Quinone reductase 2: A novel target of the quinolines

For years, the quinoline drugs have been used for the treatment of malaria, lupus and arthritis, however the exact mechanism of their action is still unknown. We utilized a functional proteomics approach that took advantage of the similarities between the quinolines and the ATP purine ring to identify targets of the quinolines. The purine-binding proteomes of human red blood cells (RBC) and Plasmodium falciparum were captured on gamma-phosphate linked ATP and screened with quinoline drugs by displacement affinity chromatography. Two proteins were identified through screening of the RBC purinome---quinone reductase 2 (QR2) and aldehyde dehydrogenase 1 (ALDH1). Surprisingly, no proteins were recovered from the P. falciparum purinome. To test this result, we applied RBC and P. falciparum lysates to primaquine- and hydroxychloroquine-Sepharose. Again, the only two proteins recouped were QR2 and ALDH1 from the RBC proteome while no proteins were recovered from P. falciparum. Additionally, we have shown that QR2 is inhibited by the quinolines in vitro. Quinone reductase 2 is involved in maintaining redox status of the cell.
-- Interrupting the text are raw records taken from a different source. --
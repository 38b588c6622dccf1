use thiserror::Error;

/// 單一頁面抓取失敗的原因
#[derive(Error, Debug, Clone, PartialEq, Eq)]
pub enum FetchFailure {
    #[error("unexpected HTTP status {0}")]
    Status(u16),

    #[error("request timed out")]
    Timeout,

    #[error("connection failed: {0}")]
    Connection(String),

    #[error("could not read response body: {0}")]
    Body(String),
}

#[derive(Error, Debug)]
pub enum ScrapeError {
    #[error("Failed to fetch {url}: {failure}")]
    FetchError { url: String, failure: FetchFailure },

    #[error("Required field '{field}' not found in listing #{position} of {page_url}")]
    FieldNotFoundError {
        field: String,
        page_url: String,
        position: usize,
    },

    #[error("Pagination on {base_url} reports {found} pages, above the limit of {limit}")]
    PageLimitError {
        base_url: String,
        found: usize,
        limit: usize,
    },

    #[error("CSV processing error: {0}")]
    CsvError(#[from] csv::Error),

    #[error("IO error: {0}")]
    IoError(#[from] std::io::Error),

    #[error("Invalid selector '{selector}': {reason}")]
    SelectorError { selector: String, reason: String },

    #[error("Configuration error: {message}")]
    ConfigError { message: String },

    #[error("Invalid value '{value}' for '{field}': {reason}")]
    InvalidConfigValueError {
        field: String,
        value: String,
        reason: String,
    },
}

#[derive(Debug, Clone, Copy, PartialEq, Eq)]
pub enum ErrorCategory {
    Network,
    Parsing,
    Output,
    Configuration,
}

#[derive(Debug, Clone, Copy, PartialEq, Eq, PartialOrd, Ord)]
pub enum ErrorSeverity {
    Low,
    Medium,
    High,
    Critical,
}

impl ErrorSeverity {
    /// CLI 結束代碼
    pub fn exit_code(&self) -> i32 {
        match self {
            Self::Low => 0,
            Self::Medium => 2,
            Self::High => 1,
            Self::Critical => 3,
        }
    }
}

impl ScrapeError {
    pub fn config(message: impl Into<String>) -> Self {
        Self::ConfigError {
            message: message.into(),
        }
    }

    pub fn category(&self) -> ErrorCategory {
        match self {
            Self::FetchError { .. } => ErrorCategory::Network,
            Self::FieldNotFoundError { .. } | Self::PageLimitError { .. } => {
                ErrorCategory::Parsing
            }
            Self::CsvError(_) | Self::IoError(_) => ErrorCategory::Output,
            Self::SelectorError { .. }
            | Self::ConfigError { .. }
            | Self::InvalidConfigValueError { .. } => ErrorCategory::Configuration,
        }
    }

    pub fn severity(&self) -> ErrorSeverity {
        match self.category() {
            ErrorCategory::Network => ErrorSeverity::Medium,
            ErrorCategory::Parsing => ErrorSeverity::High,
            ErrorCategory::Output | ErrorCategory::Configuration => ErrorSeverity::Critical,
        }
    }

    /// 給使用者的處理建議
    pub fn recovery_suggestion(&self) -> String {
        match self {
            Self::FetchError {
                failure: FetchFailure::Status(status),
                ..
            } => format!(
                "The site answered with HTTP {}; check that the search URL still exists and try again later",
                status
            ),
            Self::FetchError {
                failure: FetchFailure::Timeout,
                ..
            } => "Increase --timeout-secs or check your network connection".to_string(),
            Self::FetchError { .. } => {
                "Check your network connection and that the base URL is reachable".to_string()
            }
            Self::FieldNotFoundError { .. } => {
                "The site markup may have changed; update the [markup] selectors or run with --skip-malformed"
                    .to_string()
            }
            Self::PageLimitError { .. } => {
                "Check the pagination selector, or raise max_pages if the site really has that many pages"
                    .to_string()
            }
            Self::CsvError(_) | Self::IoError(_) => {
                "Make sure the destination directory is writable".to_string()
            }
            Self::SelectorError { .. } => "Fix the CSS selector in the [markup] section".to_string(),
            Self::ConfigError { .. } | Self::InvalidConfigValueError { .. } => {
                "Check the configuration values and run again".to_string()
            }
        }
    }

    pub fn user_friendly_message(&self) -> String {
        match self {
            Self::FetchError { url, .. } => format!("Could not download page {}", url),
            Self::FieldNotFoundError { field, page_url, .. } => {
                format!("A listing on {} has no {}", page_url, field)
            }
            Self::CsvError(_) | Self::IoError(_) => {
                format!("Could not write the price list: {}", self)
            }
            _ => self.to_string(),
        }
    }
}

pub type Result<T> = std::result::Result<T, ScrapeError>;

#[cfg(test)]
mod tests {
    use super::*;

    #[test]
    fn test_fetch_error_names_url() {
        let err = ScrapeError::FetchError {
            url: "https://example.com/koop?page=2".to_string(),
            failure: FetchFailure::Status(503),
        };

        assert!(err.to_string().contains("https://example.com/koop?page=2"));
        assert!(err.to_string().contains("503"));
        assert_eq!(err.category(), ErrorCategory::Network);
        assert_eq!(err.severity(), ErrorSeverity::Medium);
    }

    #[test]
    fn test_field_not_found_is_parsing_error() {
        let err = ScrapeError::FieldNotFoundError {
            field: "address".to_string(),
            page_url: "https://example.com/koop?page=1".to_string(),
            position: 3,
        };

        assert_eq!(err.category(), ErrorCategory::Parsing);
        assert_eq!(err.severity(), ErrorSeverity::High);
        assert!(err.user_friendly_message().contains("address"));
    }
}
We therefore propose that inhibition of QR2 by the quinolines leads to an inhospitable environment for the parasite causing parasite death. Computational molecular modeling identified the binding site of the quinolines to QR2 and was used to synthesize novel QR2 inhibitors based on the structure of the quinolines. These novel inhibitors potently inhibited QR2 activity in vitro and showed antimalarial activity in a cell based and mouse model of malaria. However, these compounds were not effective against drug resistant malaria strains. To further test the role of QR2 in malaria, a knockout mouse of QR2 was developed. Infection of these mice with a murine malaria parasite revealed that there was no difference in rates of infection nor was there any difference in response to quinoline treatment, indicating that QR2 is not involved in malaria infection. However, an immune phenotype was identified and further analysis revealed that QR2 is involved in the regulation of autoimmunity. The results presented here establish QR2 as a target of the quinolines and shed light on the mechanism of action of the quinoline drugs.